**EXERCISE DETAILS**:
The listing below should be written out exactly; please include all of it.

□ □ □ □ □ □ □

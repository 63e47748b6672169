use serde::{Deserialize, Serialize};

/// One entry of an event's `_asistentes` list.
///
/// Legacy fragments were written with Spanish keys, so those are accepted as aliases.
#[derive(Debug, Clone, PartialEq, Eq, Deserialize, Serialize)]
pub struct AttendeeRecord {
    #[serde(alias = "nombre")]
    pub name: String,

    #[serde(default, alias = "empresa")]
    pub company: String,

    #[serde(default, alias = "cargo")]
    pub title: String,

    #[serde(default, alias = "fecha")]
    pub timestamp: String,
}

impl AttendeeRecord {
    pub fn new(
        name: impl Into<String>,
        company: impl Into<String>,
        title: impl Into<String>,
        timestamp: impl Into<String>,
    ) -> Self {
        Self {
            name: name.into(),
            company: company.into(),
            title: title.into(),
            timestamp: timestamp.into(),
        }
    }
}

□ □ □ □ □ □ □

**WORKED SOLUTION**:
repository 63e47748b6672169
use serde::{Deserialize, Serialize};

/// One entry of an event's `_asistentes` list.
///
/// Legacy fragments were written with Spanish keys, so those are accepted as aliases.
#[derive(Debug, Clone, PartialEq, Eq, Deserialize, Serialize)]
pub struct AttendeeRecord {
    #[serde(alias = "nombre")]
    pub name: String,

    #[serde(default, alias = "empresa")]
    pub company: String,

    #[serde(default, alias = "cargo")]
    pub title: String,

    #[serde(default, alias = "fecha")]
    pub timestamp: String,
}

impl AttendeeRecord {
    pub fn new(
        name: impl Into<String>,
        company: impl Into<String>,
        title: impl Into<String>,
        timestamp: impl Into<String>,
    ) -> Self {
        Self {
            name: name.into(),
            company: company.into(),
            title: title.into(),
            timestamp: timestamp.into(),
        }
    }
}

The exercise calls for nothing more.